Looking at the pictures of this smug, self-assured purveyor of poison, - Mr Galloway earns a healthy income from both the Iranian and Russian propaganda TV channels, - I am reminded of Eliot’s lines from The Waste Land:- 

‘One of the low on whom assurance sits
As a silk hat on a Bradford Millionaire.’



Today is Christopher Hitchens’s birthday and of course The Hitch famously took on Mr Galloway in New York. I can think of no better way to celebrate than watching Christopher give Galloway a good verbal pounding. You can watch it here.

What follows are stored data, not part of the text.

//! Layout components (content area, status bar)

use crate::app::App;
use crate::state::{ComposeField, View};
use ratatui::{
    layout::{Constraint, Direction, Layout, Rect},
    style::{Color, Style},
    text::{Line, Span},
    widgets::Paragraph,
    Frame,
};

/// Create full-width layout, reserving the bottom line for the status bar
pub fn create_layout(area: Rect) -> Rect {
    let chunks = Layout::default()
        .direction(Direction::Vertical)
        .constraints([
            Constraint::Min(0),    // Content
            Constraint::Length(1), // Status bar
        ])
        .split(area);

    chunks[0]
}

/// Draw the status bar
pub fn draw_status_bar(frame: &mut Frame, app: &App) {
    let area = frame.area();
    let status_area = Rect {
        x: 0,
        y: area.height.saturating_sub(1),
        width: area.width,
        height: 1,
    };

    let mut spans = vec![Span::raw(" ")];

    // View-specific hints
    let hints = get_view_hints(app);
    spans.push(Span::styled(hints, Style::default().fg(Color::Gray)));

    if let Some(msg) = &app.status_message {
        spans.push(Span::raw(" | "));
        spans.push(Span::styled(msg, Style::default().fg(Color::Yellow)));
    }

    let status = Paragraph::new(Line::from(spans)).style(Style::default().bg(Color::DarkGray));
    frame.render_widget(status, status_area);

    // Quit hint on the right
    let quit_hint = " ^C:quit ";
    let quit_area = Rect {
        x: area.width.saturating_sub(quit_hint.len() as u16),
        y: area.height.saturating_sub(1),
        width: (quit_hint.len() as u16).min(area.width),
        height: 1,
    };
    let quit_widget =
        Paragraph::new(quit_hint).style(Style::default().bg(Color::DarkGray).fg(Color::Gray));
    frame.render_widget(quit_widget, quit_area);
}

/// Get keyboard hints for the current view and focus
fn get_view_hints(app: &App) -> String {
    let submit = crate::platform::SUBMIT_SHORTCUT;
    match app.state.current_view {
        View::Home => "n:new form  q:quit".to_string(),
        View::Compose => match app.state.compose.active() {
            ComposeField::TagInput => {
                format!("↑↓:suggestion  Enter:add  Esc:close  Tab:next  {submit}:submit")
            }
            ComposeField::TagList => "←→:select  x/Del:remove  Tab:next".to_string(),
            ComposeField::PlaceholderInput => "Enter:add  Tab:next".to_string(),
            ComposeField::PlaceholderList => {
                "←→:select  Enter:insert into form  x/Del:remove  Tab:next".to_string()
            }
            ComposeField::Body => {
                format!("↑↓←→:move  Shift:select  Enter:newline  Tab:next  {submit}:submit")
            }
            ComposeField::EmailVisible => "Space:toggle  Tab:next".to_string(),
            ComposeField::Submit => "Enter:submit  Esc:discard".to_string(),
            _ => format!("Tab:next  {submit}:submit  Esc:discard"),
        },
    }
}
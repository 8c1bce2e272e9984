//! Compose form focus and input state

use super::draft::FormDraft;
use super::field::TextInput;
use super::tag_filter::filter_tags;

/// Trait for common form operations
pub trait Form {
    fn field_count(&self) -> usize;
    fn active_field(&self) -> usize;
    fn set_active_field(&mut self, index: usize);
    fn next_field(&mut self) {
        let count = self.field_count();
        let current = self.active_field();
        self.set_active_field((current + 1) % count);
    }
    fn prev_field(&mut self) {
        let count = self.field_count();
        let current = self.active_field();
        if current == 0 {
            self.set_active_field(count - 1);
        } else {
            self.set_active_field(current - 1);
        }
    }
    fn get_active_input_mut(&mut self) -> Option<&mut TextInput>;
}

/// Focusable rows of the compose page, in Tab order
#[derive(Debug, Clone, Copy, PartialEq, Eq)]
pub enum ComposeField {
    Title,
    TagInput,
    TagList,
    PlaceholderInput,
    PlaceholderList,
    Body,
    AuthorName,
    AuthorEmail,
    EmailVisible,
    Submit,
}

impl ComposeField {
    pub const ALL: [ComposeField; 10] = [
        Self::Title,
        Self::TagInput,
        Self::TagList,
        Self::PlaceholderInput,
        Self::PlaceholderList,
        Self::Body,
        Self::AuthorName,
        Self::AuthorEmail,
        Self::EmailVisible,
        Self::Submit,
    ];

    pub fn from_index(index: usize) -> Self {
        Self::ALL[index.min(Self::ALL.len() - 1)]
    }

    pub fn label(&self) -> &'static str {
        match self {
            Self::Title => "Title",
            Self::TagInput => "Tags",
            Self::TagList => "Added Tags",
            Self::PlaceholderInput => "Replacement Tags",
            Self::PlaceholderList => "Added Replacement Tags",
            Self::Body => "Form",
            Self::AuthorName => "Author",
            Self::AuthorEmail => "Email",
            Self::EmailVisible => "Show email to readers for feedback",
            Self::Submit => "Submit",
        }
    }
}

/// State of the compose page: the draft plus everything needed to edit it
#[derive(Debug, Clone)]
pub struct ComposeForm {
    pub draft: FormDraft,
    pub active_field_index: usize,
    /// Tag dictionary suggestions are drawn from
    dictionary: Vec<String>,
    /// Suggestions for the current tag input
    pub suggestions: Vec<String>,
    /// Highlighted suggestion, if the user moved into the list
    pub highlighted_suggestion: Option<usize>,
    /// Selected chip in the tag list
    pub selected_tag: usize,
    /// Selected chip in the placeholder list
    pub selected_placeholder: usize,
}

impl ComposeForm {
    pub fn new(dictionary: Vec<String>) -> Self {
        Self {
            draft: FormDraft::new(),
            active_field_index: 0,
            dictionary,
            suggestions: Vec::new(),
            highlighted_suggestion: None,
            selected_tag: 0,
            selected_placeholder: 0,
        }
    }

    pub fn active(&self) -> ComposeField {
        ComposeField::from_index(self.active_field_index)
    }

    pub fn is_active(&self, field: ComposeField) -> bool {
        self.active() == field
    }

    /// Type a char into the focused input
    pub fn input_char(&mut self, c: char) {
        if let Some(input) = self.get_active_input_mut() {
            input.insert_char(c);
            self.after_edit();
        }
    }

    pub fn backspace(&mut self) {
        if let Some(input) = self.get_active_input_mut() {
            input.backspace();
            self.after_edit();
        }
    }

    pub fn delete(&mut self) {
        if let Some(input) = self.get_active_input_mut() {
            input.delete();
            self.after_edit();
        }
    }

    fn after_edit(&mut self) {
        if self.is_active(ComposeField::TagInput) {
            self.refresh_suggestions();
        }
    }

    /// Recompute suggestions from the tag input
    pub fn refresh_suggestions(&mut self) {
        self.suggestions = filter_tags(&self.dictionary, self.draft.tag_input.text());
        self.highlighted_suggestion = None;
    }

    /// Close the suggestion dropdown. Returns false if it was not open.
    pub fn dismiss_suggestions(&mut self) -> bool {
        if self.suggestions.is_empty() {
            return false;
        }
        self.suggestions.clear();
        self.highlighted_suggestion = None;
        true
    }

    pub fn next_suggestion(&mut self) {
        if self.suggestions.is_empty() {
            return;
        }
        self.highlighted_suggestion = Some(match self.highlighted_suggestion {
            Some(i) if i + 1 < self.suggestions.len() => i + 1,
            Some(i) => i,
            None => 0,
        });
    }

    /// Move the highlight up; leaving the top returns to free typing
    pub fn prev_suggestion(&mut self) {
        self.highlighted_suggestion = match self.highlighted_suggestion {
            Some(0) | None => None,
            Some(i) => Some(i - 1),
        };
    }

    /// Enter on the tag input: add the highlighted suggestion, or the typed tag
    pub fn confirm_tag_input(&mut self) {
        let picked = self
            .highlighted_suggestion
            .and_then(|i| self.suggestions.get(i))
            .cloned();
        match picked {
            Some(tag) => self.draft.add_tag_directly(&tag),
            None => {
                if self.draft.add_tag() {
                    self.refresh_suggestions();
                }
            }
        }
    }

    pub fn select_prev_tag(&mut self) {
        self.selected_tag = self.selected_tag.saturating_sub(1);
    }

    pub fn select_next_tag(&mut self) {
        if self.selected_tag + 1 < self.draft.tags.len() {
            self.selected_tag += 1;
        }
    }

    pub fn remove_selected_tag(&mut self) {
        if let Some(tag) = self.draft.tags.get(self.selected_tag).cloned() {
            self.draft.remove_tag(&tag);
            self.selected_tag = clamp_index(self.selected_tag, self.draft.tags.len());
        }
    }

    pub fn add_placeholder(&mut self) -> bool {
        self.draft.add_placeholder()
    }

    pub fn select_prev_placeholder(&mut self) {
        self.selected_placeholder = self.selected_placeholder.saturating_sub(1);
    }

    pub fn select_next_placeholder(&mut self) {
        if self.selected_placeholder + 1 < self.draft.placeholders.len() {
            self.selected_placeholder += 1;
        }
    }

    pub fn selected_placeholder_name(&self) -> Option<&str> {
        self.draft
            .placeholders
            .get(self.selected_placeholder)
            .map(String::as_str)
    }

    /// Insert the selected placeholder's marker into the body.
    /// Returns false when nothing was inserted.
    pub fn insert_selected_placeholder(&mut self) -> bool {
        match self.selected_placeholder_name().map(str::to_string) {
            Some(name) => self.draft.insert_placeholder(&name),
            None => false,
        }
    }

    pub fn remove_selected_placeholder(&mut self) {
        if let Some(name) = self.selected_placeholder_name().map(str::to_string) {
            self.draft.remove_placeholder(&name);
            self.selected_placeholder =
                clamp_index(self.selected_placeholder, self.draft.placeholders.len());
        }
    }
}

impl Form for ComposeForm {
    fn field_count(&self) -> usize {
        ComposeField::ALL.len()
    }
    fn active_field(&self) -> usize {
        self.active_field_index
    }
    fn set_active_field(&mut self, index: usize) {
        self.active_field_index = index.min(self.field_count() - 1);
        if self.is_active(ComposeField::Body) {
            self.draft.body.focus();
        }
    }
    fn get_active_input_mut(&mut self) -> Option<&mut TextInput> {
        match self.active() {
            ComposeField::Title => Some(&mut self.draft.title),
            ComposeField::TagInput => Some(&mut self.draft.tag_input),
            ComposeField::PlaceholderInput => Some(&mut self.draft.placeholder_input),
            ComposeField::Body => Some(&mut self.draft.body),
            ComposeField::AuthorName => Some(&mut self.draft.author_name),
            ComposeField::AuthorEmail => Some(&mut self.draft.author_email),
            // Lists, checkbox and button take no text
            _ => None,
        }
    }
}

fn clamp_index(index: usize, len: usize) -> usize {
    index.min(len.saturating_sub(1))
}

Well the whole of this letter has thus far has been a somewhat bitter and dark affair. This is very much at variance with the experiences I have been writing about of late, since I have been summoning up ‘remembrance of things past.’ I am writing a series of memoirs which I hope soon to thread together. Though one sad thing about reflecting back on my career in London is how many organisations that I worked for have changed beyond comprehension, to the degree that their former selves no longer exist. Single Homeless Project of course long since abandoning the collective ethos is now a bog standard hierarchy. Thurston House, the all-male rehab, in which I managed the treatment team now is women only and the ethos fundamentally changed. Whilst most dramatic of all has been the disappearance of The Drug and Alcohol Foundation, with whom I had a relationship stretching back over a period of ten years, including a five year stint as Clinical Services Manager, is  now absorbed by the Core Trust and re-branded as The Seventy4 Foundation.
Of course these changes might all be for the good, though there some aspects about which I have my doubts. Still the world moves on. However it strikes me now that the historical memory of the ethos and what took place in these organisations is now scattered and will soon be lost altogether. Single Homeless Project, in a move redolent of the Soviet Union, has erased all mention of SHP ever having been a collective from its history.

I have also been spending less time on Twitter, since I seem to find myself becoming cruder and more aggressive the longer I spend tweeting. Perhaps that accounts for the harsh tone of this letter, I have become worried that I am growing soft. No chance.


Still the sun is shining on London Town and I will shortly be going out to make the most of it.